In 1964, George Bizos, a young lawyer, probably saved his client and good friend Nelson Mandela’s life by persuading him to change his now famous speech at the Rivonia treason trial. After making the point in his draft speech that he cherished the ideal of a free and democratic society for all South Africans, Mandela wrote that it was an ideal that he was prepared to die for. Bizos realised that to tell the Apartheid court that he was prepared to die for this ideal may be to challenge it to sentence him to death. Mandela stuck to his guns, but Bizos managed to persuade him to write the now famous words, ‘It is an ideal which I hope to live for and to achieve. But, if needs be, it is an ideal for which I am prepared to die.’ The key words ‘if needs be’ ensured that the judge and the Apartheid regime would be fully responsible for the death sentence – leaving little room for them to argue that Mandela was seeking martyrdom. (Source: Times of 25/09/2013)
The American author F. Scott Fitzgerald believed the test of intelligence to be the ability to hold two opposing ideas in the mind at the same time, and still retain the ability to function. Mediation challenges participants to move beyond the either/or dichotomy and to appreciate ambiguity where appropriate. It explains how Mandela was able to say two opposing things at once at the Rivonia trial: the hope to live for and the willingness to die for the same ideal. On closer inspection, the ability to hold two opposing ideas in the mind formed part of the sophisticated negotiation strategy adopted by Mandela when he negotiated the end of Apartheid 27 years later. It allowed him to reframe Apartheid as the prison of not only black South Africans but also of white South Africans. Reframing resets the lens with which one views reality and is a technique often used by a skilled negotiator and mediator to help parties resolve commercial disputes. It is also a technique for leaders who aspire to build bridges.

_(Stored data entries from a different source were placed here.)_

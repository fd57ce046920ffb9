//! Process-local Kyber session state: one keypair per `(identity,
//! session_id)` pair.
//!
//! The source keyed sessions by identity alone, so a second `begin_session`
//! call for the same user overwrote the first secret while an upload built
//! against the old one was still in flight. Binding the secret to a
//! server-issued session id closes that race: an upload must echo the id it
//! was handed, and a stale or wrong id is rejected rather than silently
//! decrypting with the wrong key.

use dashmap::DashMap;
use serde::{Deserialize, Serialize};
use uuid::Uuid;

use qsfs_core::kyber::{self, SecretKey};

use crate::error::{PipelineError, Result};

struct SessionEntry {
    identity: String,
    secret: SecretKey,
}

/// A `(session_id, identity, secret)` row, for persisting sessions across
/// process boundaries (the CLI's only practical option without a
/// long-running server to hold `SessionStore` in memory).
#[derive(Serialize, Deserialize)]
pub struct SessionSnapshot {
    pub session_id: String,
    pub identity: String,
    pub secret: SecretKey,
}

/// An issued session: the caller gets the public key to hand to a peer and
/// an opaque id it must present on every subsequent upload.
pub struct SessionHandle {
    pub session_id: String,
    pub public: kyber::PublicKey,
}

#[derive(Default)]
pub struct SessionStore {
    entries: DashMap<String, SessionEntry>,
}

impl SessionStore {
    pub fn new() -> Self {
        Self { entries: DashMap::new() }
    }

    /// Generate a fresh Kyber keypair for `identity` and register it under a
    /// new session id. Does not disturb any other session already on file
    /// for the same identity.
    pub fn begin_session(&self, identity: &str) -> SessionHandle {
        let keypair = kyber::keygen();
        let session_id = Uuid::new_v4().to_string();
        let public = keypair.public.clone();
        self.entries.insert(
            session_id.clone(),
            SessionEntry { identity: identity.to_string(), secret: keypair.secret },
        );
        SessionHandle { session_id, public }
    }

    /// Decapsulate `ciphertext` with the secret registered under
    /// `(identity, session_id)`. Fails closed if the id is unknown, expired,
    /// or was issued to a different identity.
    pub fn decapsulate(
        &self,
        identity: &str,
        session_id: &str,
        ciphertext: &kyber::Ciphertext,
    ) -> Result<[u8; 256]> {
        let entry = self.entries.get(session_id).ok_or(PipelineError::SessionKeyMissing)?;
        if entry.identity != identity {
            return Err(PipelineError::SessionKeyMissing);
        }
        Ok(kyber::decapsulate(&entry.secret, ciphertext))
    }

    /// Drop a session's secret once it has served its upload (or download
    /// rewrap), so a forgotten session id doesn't keep key material live
    /// indefinitely.
    pub fn end_session(&self, session_id: &str) {
        self.entries.remove(session_id);
    }

    /// Snapshot every live session for persistence.
    pub fn export(&self) -> Vec<SessionSnapshot> {
        self.entries
            .iter()
            .map(|entry| SessionSnapshot {
                session_id: entry.key().clone(),
                identity: entry.identity.clone(),
                secret: entry.secret.clone(),
            })
            .collect()
    }

    /// Rebuild a store from a prior snapshot.
    pub fn import(snapshots: Vec<SessionSnapshot>) -> Self {
        let store = Self::new();
        for snapshot in snapshots {
            store.entries.insert(
                snapshot.session_id,
                SessionEntry { identity: snapshot.identity, secret: snapshot.secret },
            );
        }
        store
    }
}

#[cfg(test)]
mod tests {
    use super::*;

    #[test]
    fn wrong_identity_is_rejected() {
        let store = SessionStore::new();
        let handle = store.begin_session("alice@example.com");
        let enc = kyber::encapsulate(&handle.public);
        let err = store.decapsulate("mallory@example.com", &handle.session_id, &enc.ciphertext);
        assert!(matches!(err, Err(PipelineError::SessionKeyMissing)));
    }

    #[test]
    fn unknown_session_id_is_rejected() {
        let store = SessionStore::new();
        let err = store.decapsulate("alice@example.com", "not-a-real-id", &kyber::Ciphertext {
            u: qsfs_core::ring::PolyVec(vec![]),
            v: vec![],
        });
        assert!(matches!(err, Err(PipelineError::SessionKeyMissing)));
    }

    #[test]
    fn concurrent_sessions_do_not_clobber_each_other() {
        let store = SessionStore::new();
        let h1 = store.begin_session("alice@example.com");
        let h2 = store.begin_session("alice@example.com");
        assert_ne!(h1.session_id, h2.session_id);

        let enc1 = kyber::encapsulate(&h1.public);
        let recovered = store.decapsulate("alice@example.com", &h1.session_id, &enc1.ciphertext).unwrap();
        assert_eq!(recovered, enc1.key_bits);
    }
}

The National Prosecution Authority’s directives expect public prosecutors in South Africa to resolve less serious offences by way of informal mediation as prescribed. Woza Mediation in association with Grant Gunston Attorneys recently trained 120 prosecutors in mediation skills for the Department of Justice. Mark Wakefield, Chief Prosecutor of the Wynberg Magistrate Court, and Prosecutor Gabriela McKellar had the vision and the energy to make this groundbreaking training possible. In this context, informal mediation is victim centred and the neutrality of mediators is less important than neutrality in the classic model of mediation. It is victim centred, but at the same time attempts to synchronise the interests and the concerns of the victim, the offender and the community. Like Mandela it profoundly challenges, where appropriate, the either/or dichotomy of victim and offender. To accept informal mediation by prosecutors, mediators trained in the classic model of mediation have to place less emphasis on the neutrality of the mediator. It is simply not feasible to use external mediators in the resource-restrained environment of the South African criminal justice system.
In a future article Woza Mediation hopes to tell how a public prosecutor, inspired by informal victim-offender mediation, has literally transformed her court into a community court. She began by resetting her lens to place less emphasis on prosecution and more on the best interests of the victim and offender, who in most cases, know each other and are members of the same community.
Public prosecutors in South Africa are walking in the footsteps of Nelson Mandela when they use informal mediation at their courts.